FORSTER EDWARD MORGAN (1879-1970)
Du côté de D. H. Lawrence et de Gide
Au fil de ces ouvrages, certains symboles reviennent de façon obsédante qui font de leur lecture non seulement un plaisir, mais un sujet d'études fort riche du point de vue psychologique et thématique. The Longest Journey, par exemple, met en scène un jeune homme empêtré, affligé d'un pied bot héréditaire et d'un père détesté, fasciné par la beauté et la santé qui lui font défaut, marié à une conventionnelle et cruelle Agnès. Comment ce mariage, contracté dans le vain espoir de s'insérer dans la vie (le premier « double » de Forster, l'Anglais Philip de Monteriano, avait eu soin de rester en marge), comment un métier – le professorat que Rickie exerce sans conviction dans un milieu haï (la public school de Sawston) – enlisent jusqu'à l'aliénation le malheureux, voilà le sujet de ce livre où Forster livre ses hantises personnelles : une horreur shelleyienne du mariage (le titre du roman est emprunté à Shelley) ; la méfiance à l'égard de l'amour unique, expérience vécue comme un amoindrissement ; le refus antivictorien de l'autorité, des idoles, des héros, des parents, de la loi, refus également présent dans The Ordeal of Richard Feverel de Meredith avec lequel le Journey a plus d'un point commun ; fascination lawrencienne avant Lawrence pour ce qui s'oppose : ainsi Rickie, l'intellectuel, est-il attiré par Stephen, le bâtard, son demi-frère, enfant de la nature. Ce Stephen, brutal, alcoolique, mais pur, et le Gino de Monteriano, comédien, sensuel, fainéant, chaleureux et intéressé, préfigurent de façon frappante la série des « amants » de D. H. Lawrence, gardes-chasse ou Mexicains. De même le rapport, ambigu et teinté d'érotisme, entre l'intellectuel et les fils de Pan, tel que Lawrence le développera plus tard, se trouve ébauché dans l'œuvre de Forster.

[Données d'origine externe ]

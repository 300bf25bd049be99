//! WebSocket transport to the companion service.
//!
//! Owns the socket and nothing else: the connection's lifecycle and inbound
//! frames become [`TransportEvent`]s on a channel, and an outbound channel is
//! drained into the socket. Reconnection with backoff lives here, outside the
//! connection state machine, which re-enters from Connecting on every
//! attempt.

use anyhow::{anyhow, Result};
use futures::{SinkExt, StreamExt};
use tokio::net::TcpStream;
use tokio::sync::mpsc;
use tokio::task::JoinHandle;
use tokio_tungstenite::tungstenite::Message;
use tokio_tungstenite::{MaybeTlsStream, WebSocketStream};
use tracing::{debug, warn};
use url::Url;

use crate::error::RetryPolicy;

/// What the socket reports to the engine.
#[derive(Debug, Clone)]
pub enum TransportEvent {
    /// A connection attempt is starting.
    Connecting,
    /// The socket is open.
    Opened,
    /// One text frame from the service.
    Frame(String),
    /// A connection attempt failed before opening.
    ConnectFailed(String),
    /// An open socket dropped.
    Closed(String),
}

/// Handle to a spawned transport task.
pub struct Transport {
    /// Lifecycle and inbound frames, in delivery order.
    pub events: mpsc::Receiver<TransportEvent>,
    /// Encoded frames to send. Dropping every sender closes the socket.
    pub outbound: mpsc::Sender<String>,
    pub task: JoinHandle<()>,
}

/// Spawn the transport task dialing `url`.
pub fn spawn(url: &str, policy: RetryPolicy) -> Result<Transport> {
    let url = Url::parse(url).map_err(|e| anyhow!("invalid ws url: {e}"))?;
    let (event_tx, events) = mpsc::channel(64);
    let (outbound, outbound_rx) = mpsc::channel(64);
    let task = tokio::spawn(run(url, policy, event_tx, outbound_rx));
    Ok(Transport {
        events,
        outbound,
        task,
    })
}

enum SessionEnd {
    /// The engine dropped its side; stop dialing.
    Shutdown,
    /// The socket dropped with a reason.
    Dropped(String),
}

async fn run(
    url: Url,
    policy: RetryPolicy,
    events: mpsc::Sender<TransportEvent>,
    mut outbound: mpsc::Receiver<String>,
) {
    let mut attempts = 0u32;
    let mut delay = policy.initial_delay;

    loop {
        attempts += 1;
        if events.send(TransportEvent::Connecting).await.is_err() {
            return;
        }

        match tokio_tungstenite::connect_async(url.as_str()).await {
            Ok((stream, _)) => {
                attempts = 0;
                delay = policy.initial_delay;
                match session(stream, &events, &mut outbound).await {
                    SessionEnd::Shutdown => return,
                    SessionEnd::Dropped(reason) => {
                        if events.send(TransportEvent::Closed(reason)).await.is_err() {
                            return;
                        }
                    }
                }
            }
            Err(e) => {
                debug!("connect to {url} failed: {e}");
                if events
                    .send(TransportEvent::ConnectFailed(e.to_string()))
                    .await
                    .is_err()
                {
                    return;
                }
            }
        }

        if attempts >= policy.max_attempts {
            warn!(attempts, "giving up on {url}");
            return;
        }
        tokio::time::sleep(delay).await;
        delay = policy.next_delay(delay);
    }
}

/// Pump one open socket until it drops or the engine shuts down.
async fn session(
    stream: WebSocketStream<MaybeTlsStream<TcpStream>>,
    events: &mpsc::Sender<TransportEvent>,
    outbound: &mut mpsc::Receiver<String>,
) -> SessionEnd {
    let (mut sink, mut source) = stream.split();

    if events.send(TransportEvent::Opened).await.is_err() {
        return SessionEnd::Shutdown;
    }

    loop {
        tokio::select! {
            frame = outbound.recv() => match frame {
                Some(text) => {
                    if let Err(e) = sink.send(Message::Text(text.into())).await {
                        return SessionEnd::Dropped(e.to_string());
                    }
                }
                None => {
                    let _ = sink.send(Message::Close(None)).await;
                    return SessionEnd::Shutdown;
                }
            },
            message = source.next() => match message {
                Some(Ok(Message::Text(text))) => {
                    if events
                        .send(TransportEvent::Frame(text.to_string()))
                        .await
                        .is_err()
                    {
                        return SessionEnd::Shutdown;
                    }
                }
                Some(Ok(Message::Close(_))) => {
                    return SessionEnd::Dropped("closed by peer".to_string());
                }
                // pings are answered by the protocol layer underneath us
                Some(Ok(_)) => {}
                Some(Err(e)) => return SessionEnd::Dropped(e.to_string()),
                None => return SessionEnd::Dropped("connection closed".to_string()),
            },
        }
    }
}
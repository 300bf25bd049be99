//! Connection lifecycle for the channel to the companion service.
//!
//! One logical connection at a time. Transitions follow a fixed machine:
//!
//! ```text
//! Disconnected -> Connecting -> Connected
//!                     |             |
//!                     v             v
//!                  Failed(r)     Failed(r)
//! ```
//!
//! Failed and Disconnected are terminal for the current attempt; the
//! transport's retry loop (or an explicit new `start`) re-enters from
//! Connecting. Every transition is announced through the status reporter.

use std::sync::Arc;

use tokio::sync::watch;
use tracing::{debug, warn};

use crate::status::{Severity, StatusReporter};

/// Current state of the channel to the companion service.
#[derive(Debug, Clone, PartialEq, Eq)]
pub enum ConnectionState {
    Disconnected,
    Connecting,
    Connected,
    Failed(String),
}

/// Owns the connection state; only this type may drive transitions.
pub struct ConnectionManager {
    reporter: Arc<dyn StatusReporter>,
    state_tx: watch::Sender<ConnectionState>,
}

impl ConnectionManager {
    pub fn new(reporter: Arc<dyn StatusReporter>) -> Self {
        let (state_tx, _) = watch::channel(ConnectionState::Disconnected);
        Self { reporter, state_tx }
    }

    pub fn state(&self) -> ConnectionState {
        self.state_tx.borrow().clone()
    }

    pub fn is_connected(&self) -> bool {
        matches!(*self.state_tx.borrow(), ConnectionState::Connected)
    }

    /// Watch state changes, for status surfaces outside the engine.
    pub fn subscribe(&self) -> watch::Receiver<ConnectionState> {
        self.state_tx.subscribe()
    }

    /// Begin a connection attempt. Legal from Disconnected or Failed.
    pub fn start(&self) {
        match self.state() {
            ConnectionState::Disconnected | ConnectionState::Failed(_) => {
                self.set(ConnectionState::Connecting);
                self.reporter
                    .report("Connecting to companion service...", Severity::Success);
            }
            other => warn!(?other, "start ignored in state"),
        }
    }

    /// Transport reports the channel is open. Returns true when the machine
    /// entered Connected; the caller then announces itself on the wire.
    pub fn on_connected(&self) -> bool {
        if self.state() != ConnectionState::Connecting {
            warn!("connect signal outside Connecting ignored");
            return false;
        }
        self.set(ConnectionState::Connected);
        self.reporter.report("Connected", Severity::Success);
        true
    }

    /// Transport failed to open the channel.
    pub fn on_connect_error(&self, reason: &str) {
        if self.state() != ConnectionState::Connecting {
            warn!(reason, "connect error outside Connecting ignored");
            return;
        }
        self.set(ConnectionState::Failed(reason.to_string()));
        self.reporter.report("Connection failed", Severity::Error);
    }

    /// An open channel dropped unexpectedly.
    pub fn on_disconnected(&self, reason: &str) {
        if self.state() != ConnectionState::Connected {
            warn!(reason, "disconnect outside Connected ignored");
            return;
        }
        self.set(ConnectionState::Failed(reason.to_string()));
        self.reporter.report("Disconnected", Severity::Error);
    }

    fn set(&self, next: ConnectionState) {
        debug!(?next, "connection state");
        self.state_tx.send_replace(next);
    }
}

#[cfg(test)]
mod tests {
    use super::*;
    use crate::status::testing::RecordingReporter;

    fn manager() -> (ConnectionManager, Arc<RecordingReporter>) {
        let reporter = Arc::new(RecordingReporter::default());
        (ConnectionManager::new(reporter.clone()), reporter)
    }

    #[test]
    fn happy_path_reaches_connected() {
        let (conn, reporter) = manager();
        assert_eq!(conn.state(), ConnectionState::Disconnected);

        conn.start();
        assert_eq!(conn.state(), ConnectionState::Connecting);

        assert!(conn.on_connected());
        assert!(conn.is_connected());
        assert_eq!(reporter.successes().last().unwrap(), "Connected");
    }

    #[test]
    fn connect_error_fails_the_attempt() {
        let (conn, reporter) = manager();
        conn.start();
        conn.on_connect_error("connection refused");

        assert_eq!(
            conn.state(),
            ConnectionState::Failed("connection refused".into())
        );
        assert_eq!(reporter.errors(), vec!["Connection failed"]);
    }

    #[test]
    fn drop_after_connected_fails_the_attempt() {
        let (conn, reporter) = manager();
        conn.start();
        conn.on_connected();
        conn.on_disconnected("closed by peer");

        assert_eq!(conn.state(), ConnectionState::Failed("closed by peer".into()));
        assert_eq!(reporter.errors(), vec!["Disconnected"]);
    }

    #[test]
    fn retry_reenters_from_connecting() {
        let (conn, _) = manager();
        conn.start();
        conn.on_connect_error("unreachable");

        conn.start();
        assert_eq!(conn.state(), ConnectionState::Connecting);
        assert!(conn.on_connected());
    }

    #[test]
    fn illegal_edges_are_ignored() {
        let (conn, _) = manager();

        // connect signal without an attempt
        assert!(!conn.on_connected());
        assert_eq!(conn.state(), ConnectionState::Disconnected);

        // disconnect without being connected
        conn.on_disconnected("whatever");
        assert_eq!(conn.state(), ConnectionState::Disconnected);

        // double start
        conn.start();
        conn.start();
        assert_eq!(conn.state(), ConnectionState::Connecting);

        // connect error after already connected
        conn.on_connected();
        conn.on_connect_error("late");
        assert!(conn.is_connected());
    }

    #[test]
    fn watchers_observe_transitions() {
        let (conn, _) = manager();
        let rx = conn.subscribe();

        conn.start();
        conn.on_connected();
        assert_eq!(*rx.borrow(), ConnectionState::Connected);
    }
}
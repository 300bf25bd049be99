//! File-backed host workspace for the headless CLI.
//!
//! Two local files stand in for the assembly and source panes so the bridge
//! can run against a companion service without a browser host. Reads and
//! writes go straight through to disk. Selections do not exist here, so
//! extraction is unavailable and fails with a clean error.

use std::path::{Path, PathBuf};
use std::sync::Arc;

use tracing::warn;

use super::{EditorBuffer, EditorInstance, HostWorkspace, Placeholder, MODE_ASSEMBLY, MODE_SOURCE};

/// A buffer whose content lives in a file.
pub struct FileBuffer {
    path: PathBuf,
}

impl FileBuffer {
    pub fn new(path: impl Into<PathBuf>) -> Arc<Self> {
        Arc::new(Self { path: path.into() })
    }

    pub fn path(&self) -> &Path {
        &self.path
    }
}

impl EditorBuffer for FileBuffer {
    fn text(&self) -> String {
        match std::fs::read_to_string(&self.path) {
            Ok(text) => text,
            Err(e) => {
                warn!(path = %self.path.display(), "read failed: {e}");
                String::new()
            }
        }
    }

    fn set_text(&self, text: &str) {
        if let Err(e) = std::fs::write(&self.path, text) {
            warn!(path = %self.path.display(), "write failed: {e}");
        }
    }
}

/// Host workspace backed by one assembly file and one source file.
pub struct FsWorkspace {
    assembly: Arc<FileBuffer>,
    source: Arc<FileBuffer>,
}

impl FsWorkspace {
    pub fn new(assembly: impl Into<PathBuf>, source: impl Into<PathBuf>) -> Self {
        Self {
            assembly: FileBuffer::new(assembly),
            source: FileBuffer::new(source),
        }
    }
}

impl HostWorkspace for FsWorkspace {
    fn editors(&self) -> Option<Vec<EditorInstance>> {
        Some(vec![
            EditorInstance {
                mode: MODE_ASSEMBLY.to_string(),
                buffer: self.assembly.clone(),
            },
            EditorInstance {
                mode: MODE_SOURCE.to_string(),
                buffer: self.source.clone(),
            },
        ])
    }

    fn placeholders(&self) -> Vec<Placeholder> {
        Vec::new()
    }

    fn resolve(&self, _uri: &str) -> Option<Arc<dyn EditorBuffer>> {
        None
    }
}

#[cfg(test)]
mod tests {
    use super::*;

    #[test]
    fn file_buffer_round_trips_through_disk() {
        let dir = tempfile::tempdir().unwrap();
        let path = dir.path().join("func.c");
        std::fs::write(&path, "int x;").unwrap();

        let buffer = FileBuffer::new(&path);
        assert_eq!(buffer.text(), "int x;");

        buffer.set_text("int y;");
        assert_eq!(std::fs::read_to_string(&path).unwrap(), "int y;");
    }

    #[test]
    fn file_buffer_has_no_selection() {
        let dir = tempfile::tempdir().unwrap();
        let buffer = FileBuffer::new(dir.path().join("func.c"));
        assert!(buffer.selection().is_none());
        assert!(!buffer.replace_selection("x"));
    }

    #[test]
    fn workspace_enumerates_both_panes() {
        let dir = tempfile::tempdir().unwrap();
        let workspace = FsWorkspace::new(dir.path().join("a.s"), dir.path().join("a.c"));
        let editors = workspace.editors().unwrap();
        assert_eq!(editors.len(), 2);
        assert_eq!(editors[0].mode, MODE_ASSEMBLY);
        assert_eq!(editors[1].mode, MODE_SOURCE);
    }
}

Le thème du voyeur participant à l'amour par procuration rapproche Forster de Henry James et de ses récits où l'on voit des célibataires en marge dialoguer avec d'indulgentes confidentes. Livre étrange et séduisant, le Journey n'est pas exempt de maladresses qui ajoutent à son charme. On pourrait lui reprocher par exemple le nombre de ses morts subites (il n'y en a pas moins de cinq) mais, d'une part, impatient vis-à-vis des transitions et des temps faibles, Forster n'accorde son attention qu'aux « moments symboliques », faisant disparaître ses personnages une fois leur mission accomplie ; d'autre part, ce thème de la mort subite n'est pas sans résonances secrètes. On remarque qu'elle frappe les femmes alors qu'elles se trouvent en possession de leur liberté ou de leur plaisir : Mrs. Elliot, dans le Journey, perd brutalement son amant au moment où elle a tout quitté pour le rejoindre, elle-même meurt brusquement alors que, enfin veuve, elle pourrait jouir de sa liberté ; Agnès perd son athlétique fiancé avant d'avoir pu l'épouser ; Rickie, le protagoniste, meurt sous un train, les jambes sectionnées, comme s'il se sacrifiait, en se punissant d'avoir une vie intérieure et secrète ; toutes ces morts, pour ne parler que de celles du Journey, semblent exprimer un besoin angoissé de purification. On se demande si Forster, par un reste tenace de puritanisme soigneusement dissimulé, ne préfère pas projeter la visite passionnée de Pan (surtout en ce qui concerne les femmes) dans l'irréel ou le passé. Tel est le cas de Miss Raby, l'héroïne de l'excellente nouvelle The Eternal Moment (récit réaliste dans un recueil de contes fantastiques) qui retrouve vieilli, grossi, oublieux et avili, le concierge italien qui lui avait autrefois juré un amour éternel. La passion est, du côté des femmes, frustrée, punie ou ridiculisée, alors que chez l'homme, l'attrait pour[...]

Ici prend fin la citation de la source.